Modi wants regimentation that he might have succeeded in Gujarat. Democracy is a two way process and not one-way traffic. And perhaps, people are realising Modi’s intent as their suggestions are hardly paid attention to while the PM goes on driving home on people’s full participation in his initiatives. Hopefully the programme will be re-entered and reviewed through using both the audio and visual avenues of Communication and instructing all private channels to give free space. Institutions too might be instructed to provide space during anything to everything. Who knows to what extent, it’ll be pushed? The fact is that, it’s high time he should get his feet down on earth and start addressing his MPs first. His ministers have gone out of his own control and some of them actually landed the party and its integrity to a mess. The letters to Post Box no. 111, All India Radio, have been showing a steady decline in numbers of responses to PM’s “Mann Ki Baat”.

PM Modi has not delivered on his ‘Big’ election promises. He seems busy in trying to build his personal image, and projecting himself rather than the party to which he belongs – BJP. Clearly, the nation that elected him is getting increasingly disillusioned, and he seems directionless. His ministers are also not performing as per expectations. So, what is the point of ‘Mann ki Baat’, when there is nothing to talk about? Modi started in May 2014 with a Big Bang. Everyone thought it would be a big revolution, but unfortunately he had no control over his party men as evident from his stoic silence on Lalitgate, Vyapam, Chikki scam and others in which his ministers were actively involved.

Probably, Modi is under political compulsion not to speak. It is the perception of the ‘aam aadmi’ that the seasoned and ambitious politicians in the party are responsible for his declining popularity among the masses.

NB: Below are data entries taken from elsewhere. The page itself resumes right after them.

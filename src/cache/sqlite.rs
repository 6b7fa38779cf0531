//! SQLite-backed cache
//!
//! One table of documents: verb, canonical key, the decoded mapping as
//! JSON, and an `updated_at` stamp in epoch milliseconds. Multiple client
//! instances may point at the same file; upserts make overlapping writes
//! last-writer-wins.

use crate::cache::{CacheKey, ResponseCache};
use crate::error::{ClientError, Result};
use crate::protocol::response::DecodedResult;
use async_trait::async_trait;
use chrono::{DateTime, TimeZone, Utc};
use sqlx::sqlite::{SqliteConnectOptions, SqlitePoolOptions};
use sqlx::{Row, SqlitePool};
use std::str::FromStr;

const SCHEMA: &str = r#"
    CREATE TABLE IF NOT EXISTS response_cache (
        verb TEXT NOT NULL,
        cache_key TEXT NOT NULL,
        document TEXT NOT NULL,
        updated_at INTEGER NOT NULL,
        PRIMARY KEY (verb, cache_key)
    );
"#;

/// Cache persisted in a SQLite database
pub struct SqliteCache {
    pool: SqlitePool,
}

impl SqliteCache {
    /// Open (or create) the database behind `uri`, e.g. `sqlite://cache.db`
    pub async fn connect(uri: &str) -> Result<Self> {
        let options = SqliteConnectOptions::from_str(uri)
            .map_err(|e| ClientError::cache(format!("invalid cache URI {uri:?}: {e}")))?
            .create_if_missing(true);

        let pool = SqlitePoolOptions::new()
            .max_connections(5)
            .connect_with(options)
            .await
            .map_err(|e| ClientError::cache(format!("failed to open cache store: {e}")))?;

        sqlx::raw_sql(SCHEMA)
            .execute(&pool)
            .await
            .map_err(|e| ClientError::cache(format!("failed to initialize cache schema: {e}")))?;

        Ok(Self { pool })
    }
}

#[async_trait]
impl ResponseCache for SqliteCache {
    async fn get(&self, key: &CacheKey) -> Result<Option<DecodedResult>> {
        let row = sqlx::query(
            "SELECT document, updated_at FROM response_cache WHERE verb = ? AND cache_key = ?",
        )
        .bind(key.verb())
        .bind(key.params())
        .fetch_optional(&self.pool)
        .await
        .map_err(|e| ClientError::cache(format!("cache lookup failed: {e}")))?;

        let Some(row) = row else {
            return Ok(None);
        };

        let document: String = row
            .try_get("document")
            .map_err(|e| ClientError::cache(format!("cache row missing document: {e}")))?;
        let millis: i64 = row
            .try_get("updated_at")
            .map_err(|e| ClientError::cache(format!("cache row missing stamp: {e}")))?;

        let mut value: DecodedResult = serde_json::from_str(&document)
            .map_err(|e| ClientError::cache(format!("stored document is not valid: {e}")))?;
        value.updated_at = stamp_from_millis(millis);

        Ok(Some(value))
    }

    async fn put(&self, key: &CacheKey, value: &DecodedResult) -> Result<()> {
        let mut stored = value.clone();
        stored.updated_at = None;

        let document = serde_json::to_string(&stored)
            .map_err(|e| ClientError::cache(format!("failed to serialize document: {e}")))?;

        sqlx::query(
            r#"
            INSERT INTO response_cache (verb, cache_key, document, updated_at)
            VALUES (?, ?, ?, ?)
            ON CONFLICT (verb, cache_key)
            DO UPDATE SET document = excluded.document, updated_at = excluded.updated_at
            "#,
        )
        .bind(key.verb())
        .bind(key.params())
        .bind(document)
        .bind(Utc::now().timestamp_millis())
        .execute(&self.pool)
        .await
        .map_err(|e| ClientError::cache(format!("cache store failed: {e}")))?;

        Ok(())
    }
}

fn stamp_from_millis(millis: i64) -> Option<DateTime<Utc>> {
    Utc.timestamp_millis_opt(millis).single()
}
//! Shared test harness: a transport that replays a scripted conversation
//! and records every datagram the client sends.

#![allow(dead_code)]

use anidb_udp::{Client, ClientConfig, ClientError, MemoryCache, ResponseCache, Result, Transport};
use async_trait::async_trait;
use std::collections::VecDeque;
use std::sync::{Arc, Mutex};
use std::time::Duration;

/// One step of a scripted conversation
pub enum ScriptedReply {
    /// Reply with this datagram
    Reply(String),
    /// Simulate an expired reply deadline
    Timeout,
}

/// Transport that pops one scripted reply per exchange
///
/// Panics when the script is exhausted, so an unexpected network call
/// fails the test by itself.
pub struct ScriptedTransport {
    script: Mutex<VecDeque<ScriptedReply>>,
    sent: Mutex<Vec<String>>,
}

impl ScriptedTransport {
    pub fn new(script: impl IntoIterator<Item = ScriptedReply>) -> Arc<Self> {
        Arc::new(Self {
            script: Mutex::new(script.into_iter().collect()),
            sent: Mutex::new(Vec::new()),
        })
    }

    pub fn with_replies(replies: &[&str]) -> Arc<Self> {
        Self::new(
            replies
                .iter()
                .map(|reply| ScriptedReply::Reply(reply.to_string())),
        )
    }

    /// Datagrams sent so far, decoded as UTF-8
    pub fn sent(&self) -> Vec<String> {
        self.sent.lock().unwrap().clone()
    }

    pub fn sent_count(&self) -> usize {
        self.sent.lock().unwrap().len()
    }
}

#[async_trait]
impl Transport for ScriptedTransport {
    async fn exchange(&self, datagram: &[u8]) -> Result<Vec<u8>> {
        let wire = String::from_utf8(datagram.to_vec()).expect("client sent non-UTF-8");
        self.sent.lock().unwrap().push(wire);

        let step = self
            .script
            .lock()
            .unwrap()
            .pop_front()
            .expect("transport script exhausted: unexpected network call");

        match step {
            ScriptedReply::Reply(text) => Ok(text.into_bytes()),
            ScriptedReply::Timeout => Err(ClientError::NetworkTimeout(Duration::from_secs(30))),
        }
    }
}

/// Newtype wrapper so a shared `Arc<ScriptedTransport>` can be handed to the
/// client as a `Box<dyn Transport>`. A direct `impl Transport for
/// Arc<ScriptedTransport>` would violate the orphan rule in this test crate,
/// since both `Arc` and `Transport` are foreign here.
pub struct SharedTransport(pub Arc<ScriptedTransport>);

#[async_trait]
impl Transport for SharedTransport {
    async fn exchange(&self, datagram: &[u8]) -> Result<Vec<u8>> {
        self.0.exchange(datagram).await
    }
}

pub fn test_config() -> ClientConfig {
    ClientConfig {
        client_name: "testclient".to_string(),
        client_version: "1".to_string(),
        username: "user".to_string(),
        password: "secret".into(),
        ..ClientConfig::default()
    }
}

/// Client over a scripted transport with an in-memory cache
pub fn scripted_client(replies: &[&str]) -> (Client, Arc<ScriptedTransport>) {
    scripted_client_with_cache(replies, Box::new(MemoryCache::new()))
}

pub fn scripted_client_with_cache(
    replies: &[&str],
    cache: Box<dyn ResponseCache>,
) -> (Client, Arc<ScriptedTransport>) {
    let transport = ScriptedTransport::with_replies(replies);
    let client = Client::with_transport(
        test_config(),
        Box::new(SharedTransport(transport.clone())),
        cache,
    );
    (client, transport)
}

/// The standard scripted login exchange
pub const LOGIN_ACCEPTED: &str = "200 iQUO2 LOGIN ACCEPTED";

pub async fn login(client: &Client) {
    let result = client.auth().await.expect("auth failed");
    assert_eq!(result.code, 200);
}
//! Field-mask namespaces and the mask decode engine
//!
//! Commands that accept a bitmask return only the requested fields, in the
//! protocol's documented byte layout. Each namespace is a read-only table
//! binding bit positions to names and decode rules, declared most
//! significant relevant bit first; decoding walks the table and consumes
//! one positional field per requested bit.

pub mod anime;

use crate::protocol::fields::{FieldError, FieldKind, FieldSpec, FieldValue, decode_field};
use std::collections::BTreeMap;

/// One bit of a mask namespace
#[derive(Debug, Clone, Copy)]
pub struct MaskBit {
    pub bit: u64,
    pub field: FieldSpec,
}

impl MaskBit {
    pub const fn new(bit: u64, name: &'static str, kind: FieldKind) -> Self {
        Self {
            bit,
            field: FieldSpec::new(name, kind),
        }
    }
}

/// Expand a mask into the field names it selects, in table order
pub fn field_names(table: &[MaskBit], mask: u64) -> Vec<&'static str> {
    table
        .iter()
        .filter(|entry| mask & entry.bit != 0)
        .map(|entry| entry.field.name)
        .collect()
}

/// Decode a masked record
///
/// Consumes raw fields in lock-step with the set bits. When the server
/// returns fewer fields than bits set, the remaining names are treated as
/// absent and omitted; unparsable fields are omitted and reported.
pub fn decode_masked(
    table: &[MaskBit],
    mask: u64,
    raw_fields: &[String],
    record: usize,
) -> (BTreeMap<String, FieldValue>, Vec<FieldError>) {
    let mut fields = BTreeMap::new();
    let mut errors = Vec::new();
    let mut raw = raw_fields.iter();

    for entry in table.iter().filter(|entry| mask & entry.bit != 0) {
        let Some(value) = raw.next() else {
            break;
        };
        match decode_field(entry.field.kind, value) {
            Ok(decoded) => {
                fields.insert(entry.field.name.to_string(), decoded);
            }
            Err(_) => errors.push(FieldError {
                field: entry.field.name.to_string(),
                record,
                raw: value.clone(),
            }),
        }
    }

    (fields, errors)
}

The Aam aadmi further feels that he is more suitable for the post of Gujarat CM rather than PM of the country. Modi is a failure as far as the aam aadmi’s expectations are concerned. It has lost meaning when he is shying away from commenting on issues facing by the nation. If Parliament is not functioning he should come forward and explain his position. Why OROP is not being implemented? Mere pious declarations are of no use to us. Sermons, Theories, Rhetoric, Bombastic Words and Schemes have proved to be meaningless noise from Modi’s thought process. Not even one of his schemes – starting from Sardar Patel’s Statue of Unity to the latest “Bihar Package” seems to be showing any reality on the ground.  Common people are intelligent enough to see through the hollowness of most of Modi’s noisy expressions. It is high time Modi himself and his advisers to understand the realities that emanate from such noisy words and expressions, and get down to brass-tacks of performances, sooner than later.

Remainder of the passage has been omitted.